Synth Site: Alesis: HR16: User reviews Add review
Average rating: 4.2 out of 5
page 4 of 6:   <<<  1  2  3  4  5  6  >>>
Adam Loavenbruck a hobbyist user from Manhattan writes:
the HR16 is ugly. the rubber buttons are cheap and inconsistent. the tendency to reset the drum assignments is annoying. but the end result is wonderful, it does everything i can imagine wanting a drum machine to do. for tapping, it allows the richest most complex things to happen - because it has velocity sensitivity, real time tap programming, nice quantization which can be altered for a swing, the flam/roll is velocity sensitive. you know, everything is there, so the beats can take on a swirling, organic feel. the percussion is nice, the shakers and cabasas and woodblock, claps, etc. when pitched up/down (down mostly) and manipulated with all the features above. like the shaker can be given a breathing quality by having two pads with slightly different pitch and alternating them for a push/pull thing. with the velocity sensitivity, you get accidental swelling which can be appropriate if you work quickly once youre in a groove mentally. you know. the hr16 is like a fancy easter egg kit as a kid. not limited to just stenciling on a bunny or dipping the whole egg in one color - you can work out some very precise or complex things with the hr16. but its ugly grey shell and donhenley preset sounds disguise it as a piece of crap.

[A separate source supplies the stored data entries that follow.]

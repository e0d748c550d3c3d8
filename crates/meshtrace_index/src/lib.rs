//! Meshtrace Indexing
//!
//! Converts a large, append-only, line-oriented trace log into a structure
//! supporting single-pass streaming ingestion with bounded memory and
//! random-access retrieval of arbitrary cycle ranges without rescanning.
//!
//! The pipeline: [`scan::LineScanner`] classifies raw lines,
//! [`index::CycleIndexBuilder`] maps cycles to byte ranges,
//! [`delta::StateDeltaTracker`] run-length compresses per-unit busy/opcode
//! signals, [`build::build_index`] runs all three in one pass, and
//! [`range::load_cycle_range`] reparses exactly one byte range on demand.

#![warn(missing_docs)]
#![warn(clippy::all)]

pub mod build;
pub mod delta;
pub mod event;
pub mod index;
pub mod range;
pub mod scan;
pub mod source;

// Re-exports
pub use build::{TraceIndex, build_index};
pub use delta::{StateDeltaTracker, UnitState, UnitStateLog, UnitTransition};
pub use event::{CycleEvents, ExecStateEvent, LandingEvent};
pub use index::{CycleIndex, CycleIndexBuilder, CycleIndexEntry};
pub use range::load_cycle_range;
pub use scan::{LineEvent, LineScanner, ScanOutcome};
pub use source::{FileSource, MemorySource, TraceSource};
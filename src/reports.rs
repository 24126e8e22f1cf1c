use crate::config::{Settings, SCORE_GAUGE_MAX};
use crate::travel::{format_duration, TravelEstimator};
use crate::types::{
    AuditorTravelRow, CoverageLevel, CoverageSummary, DepartmentCoverageRow, DepartmentStats,
    LevelCount, LevelCountRow, Roster, TopDepartmentRow,
};
use crate::util::{format_cost, format_number};
use std::cmp::Ordering;
use std::collections::BTreeMap;

pub type StatsMap = BTreeMap<String, DepartmentStats>;

/// Departments by score, highest first; equal scores fall back to the
/// department code so the order is stable across runs.
pub fn ranked(stats: &StatsMap) -> Vec<&DepartmentStats> {
    let mut v: Vec<&DepartmentStats> = stats.values().collect();
    v.sort_by(|a, b| {
        b.score
            .partial_cmp(&a.score)
            .unwrap_or(Ordering::Equal)
            .then_with(|| a.id.cmp(&b.id))
    });
    v
}

/// Total (2025, 2024) interventions across all departments.
pub fn total_interventions(stats: &StatsMap) -> (u64, u64) {
    stats
        .values()
        .fold((0, 0), |(t25, t24), s| (t25 + s.total2025, t24 + s.total2024))
}

/// Departments per level, strongest first. Departments absent from `stats`
/// count as NONE: `universe_size - present`.
pub fn level_counts(stats: &StatsMap, universe_size: usize) -> Vec<LevelCount> {
    CoverageLevel::DESCENDING
        .iter()
        .map(|&level| {
            let departments = if level == CoverageLevel::None {
                universe_size.saturating_sub(stats.len())
            } else {
                stats.values().filter(|s| s.level == level).count()
            };
            LevelCount { level, departments }
        })
        .collect()
}

pub fn generate_report1(stats: &StatsMap) -> Vec<DepartmentCoverageRow> {
    ranked(stats)
        .into_iter()
        .map(|s| DepartmentCoverageRow {
            department: s.id.clone(),
            level: s.level.to_string(),
            score: format_number(s.score, 1),
            audits_2025: s.total2025,
            audits_2024: s.total2024,
            auditors: s.auditors_count,
            home_base_for: s.is_home_base_for.join(", "),
        })
        .collect()
}

pub fn generate_report2(stats: &StatsMap, universe_size: usize) -> Vec<LevelCountRow> {
    level_counts(stats, universe_size)
        .into_iter()
        .map(|c| LevelCountRow {
            level: c.level.to_string(),
            departments: c.departments,
        })
        .collect()
}

pub fn generate_report3(stats: &StatsMap, limit: usize) -> Vec<TopDepartmentRow> {
    ranked(stats)
        .into_iter()
        .take(limit)
        .enumerate()
        .map(|(idx, s)| TopDepartmentRow {
            rank: idx + 1,
            department: s.id.clone(),
            audits_2025: s.total2025,
            score: format_number(s.score, 1),
            gauge_pct: format_number((s.score / SCORE_GAUGE_MAX * 100.0).min(100.0), 0),
        })
        .collect()
}

/// Round-trip travel per auditor per department.
///
/// Within a department, auditors are listed by 2025 count, highest first
/// (ties keep input order). The residence comes from the roster's postal
/// code; auditors missing from the roster are assumed to live in
/// `default_residence`. SGS staff are employee-billed and carry no cost.
pub fn generate_report4(
    stats: &StatsMap,
    roster: &Roster,
    estimator: &TravelEstimator,
    default_residence: &str,
) -> Vec<AuditorTravelRow> {
    let mut rows = Vec::new();
    for dept in stats.values() {
        let mut auditors: Vec<_> = dept.auditors.iter().collect();
        auditors.sort_by(|a, b| b.count25.cmp(&a.count25));

        for a in auditors {
            let meta = roster.find(&a.name);
            let residence = meta
                .and_then(|m| m.residence_department())
                .unwrap_or(default_residence);
            let employee = meta.is_some_and(|m| m.is_employee_billing());
            let trip = estimator.estimate(residence, &dept.id, employee);

            let round_trip_km = |count: u64| trip.distance_km as u64 * 2 * count;
            let round_trip_cost = |count: u64| trip.cost_eur.map(|c| c * 2.0 * count as f64);

            rows.push(AuditorTravelRow {
                department: dept.id.clone(),
                auditor: a.name.clone(),
                city: meta.map(|m| m.city.clone()).unwrap_or_default(),
                team: meta.map(|m| m.team.to_string()).unwrap_or_default(),
                from_department: residence.to_string(),
                one_way_km: trip.distance_km,
                one_way_time: format_duration(trip.time_minutes),
                audits_2025: a.count25,
                round_trip_km_2025: round_trip_km(a.count25),
                cost_2025: format_cost(
                    round_trip_cost(a.count25),
                    if employee { "SGS (included)" } else { "-" },
                ),
                audits_2024: a.count24,
                round_trip_km_2024: round_trip_km(a.count24),
                cost_2024: format_cost(round_trip_cost(a.count24), "-"),
            });
        }
    }
    rows
}

pub fn generate_summary(stats: &StatsMap, settings: &Settings) -> CoverageSummary {
    let (total_2025, total_2024) = total_interventions(stats);
    CoverageSummary {
        generated_at: chrono::Local::now().to_rfc3339(),
        total_interventions_2025: total_2025,
        total_interventions_2024: total_2024,
        departments_covered: stats.len(),
        departments_uncovered: settings.universe_size.saturating_sub(stats.len()),
        levels: level_counts(stats, settings.universe_size),
        top_departments: ranked(stats)
            .into_iter()
            .take(settings.top_departments)
            .map(|s| s.id.clone())
            .collect(),
    }
}

#[cfg(test)]
mod tests {
    use super::*;
    use crate::aggregator::aggregate;
    use crate::config::{ScoringPolicy, TravelPolicy};
    use crate::geo::CentroidTable;
    use crate::types::{AuditEntry, AuditorMetadata, ContractType, Team};

    fn stats() -> StatsMap {
        let entries = vec![
            AuditEntry::new("A", "75", 4, 10),
            AuditEntry::new("A", "92", 1, 3),
            AuditEntry::new("B", "75", 0, 2),
            AuditEntry::new("C", "69", 5, 40),
            AuditEntry::new("D", "13", 2, 1),
            AuditEntry::new("D", "2A", 0, 1),
        ];
        aggregate(&entries, &ScoringPolicy::default()).unwrap()
    }

    fn roster() -> Roster {
        Roster::new(vec![
            AuditorMetadata {
                name: "A".into(),
                postal_code: "75011".into(),
                city: "Paris".into(),
                team: Team::Sgs,
                contract_type: ContractType::Salaried,
            },
            AuditorMetadata {
                name: "B".into(),
                postal_code: "69003".into(),
                city: "Lyon".into(),
                team: Team::Ext,
                contract_type: ContractType::Subcontractor,
            },
        ])
    }

    #[test]
    fn ranking_is_by_score_then_code() {
        let s = stats();
        let ids: Vec<&str> = ranked(&s).iter().map(|d| d.id.as_str()).collect();
        // 69: 32+4+15=51, 75: 9.6+8+15=32.6, 13: 0.8+4+15=19.8, 92: 6.4, 2A: 4.8
        assert_eq!(ids, vec!["69", "75", "13", "92", "2A"]);
    }

    #[test]
    fn equal_scores_order_by_code() {
        let entries = vec![AuditEntry::new("X", "33", 0, 1), AuditEntry::new("Y", "01", 0, 1)];
        let s = aggregate(&entries, &ScoringPolicy::default()).unwrap();
        let ids: Vec<&str> = ranked(&s).iter().map(|d| d.id.as_str()).collect();
        assert_eq!(ids, vec!["01", "33"]);
    }

    #[test]
    fn totals() {
        assert_eq!(total_interventions(&stats()), (57, 12));
    }

    #[test]
    fn none_bucket_counts_absent_departments() {
        let rows = generate_report2(&stats(), 95);
        let as_pairs: Vec<(&str, usize)> =
            rows.iter().map(|r| (r.level.as_str(), r.departments)).collect();
        assert_eq!(
            as_pairs,
            vec![("Excellente", 1), ("Bonne", 2), ("Moyenne", 0), ("Faible", 2), ("Aucune", 90)]
        );
        assert_eq!(generate_report2(&stats(), 3).last().unwrap().departments, 0);
    }

    #[test]
    fn top_departments_gauge() {
        let rows = generate_report3(&stats(), 2);
        assert_eq!(rows.len(), 2);
        assert_eq!(rows[0].department, "69");
        assert_eq!(rows[0].gauge_pct, "100");
        assert_eq!(rows[1].rank, 2);
        assert_eq!(rows[1].gauge_pct, "65");
    }

    #[test]
    fn travel_rows() {
        let est = TravelEstimator::new(CentroidTable::france(), TravelPolicy::default());
        let rows = generate_report4(&stats(), &roster(), &est, "75");

        let paris: Vec<&AuditorTravelRow> = rows.iter().filter(|r| r.department == "75").collect();
        assert_eq!(paris.len(), 2);
        // A is SGS and local: fixed trip, cost absorbed
        assert_eq!(paris[0].auditor, "A");
        assert_eq!(paris[0].one_way_km, 25);
        assert_eq!(paris[0].round_trip_km_2025, 500);
        assert_eq!(paris[0].cost_2025, "SGS (included)");
        assert_eq!(paris[0].cost_2024, "-");
        // B lives in Lyon and is reimbursed per km
        assert_eq!(paris[1].from_department, "69");
        assert_eq!(paris[1].one_way_km, 520);
        assert_eq!(paris[1].one_way_time, "6h56");
        assert_eq!(paris[1].round_trip_km_2025, 2080);
        assert_eq!(paris[1].cost_2025, "873.60€");
        assert_eq!(paris[1].cost_2024, "0.00€");

        // C is not in the roster: assumed Paris resident, billed
        let lyon = rows.iter().find(|r| r.department == "69").unwrap();
        assert_eq!(lyon.from_department, "75");
        assert_eq!(lyon.team, "");
        assert_eq!(lyon.round_trip_km_2025, 520 * 2 * 40);
    }

    #[test]
    fn summary() {
        let settings = Settings::default();
        let s = generate_summary(&stats(), &settings);
        assert_eq!(s.total_interventions_2025, 57);
        assert_eq!(s.departments_covered, 5);
        assert_eq!(s.departments_uncovered, 90);
        assert_eq!(s.top_departments, vec!["69", "75", "13", "92", "2A"]);
        assert_eq!(s.levels.len(), 5);
    }
}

what does the hr16B have on the hr16?

thanks byebye

Rating: 5 out of 5 posted Wednesday-Jun-21-2000 at 12:31
s.e from U.S.A writes:
I have used the HR-16 off and on for about 7 months. I was able to rent it from a local store for $10 per month. Since I had virutally no other equipment, I had to make beats on SOMETHING and I could always find $10 to pacify my jones. Overall, it is a decent drum machine. Especially considering you can buy them for next to nothing nowadays. I see them all over for like $80.00. The good points are it is very easy to use. The "fill" button makes laying down the foundation very easy. Just set it to 1/4, 1/8notes, etc and you you punch the sound you want whereever you feel it. There is step editing so you can go in to add or delete hits. You can also change velocity this way. I am sure there was more but it has been a while. You can also tune each sound up or down 16 steps (I think it was 16). Of course this could be done in real time. I used to always copy several sounds and tweak the tune. You could make odd sounding melodies with the triangles doing this. If you added some FX this can get pretty cool in an abstract way. The standard sounds themselves are relatively few and most are pretty medicore. I like a couple of the bass and snare drums. A few of them are kind of ugly though. But again if you are on a budget and have some fx you can do okay. Basically if you are poor (like me) and HAVE to have something to program or you are going to die, this won't dissapoint you too bad. Just know that you are getting a mild fix and not a cure. I give it a 3 because it is cheap and easy...just like JFDs mom:)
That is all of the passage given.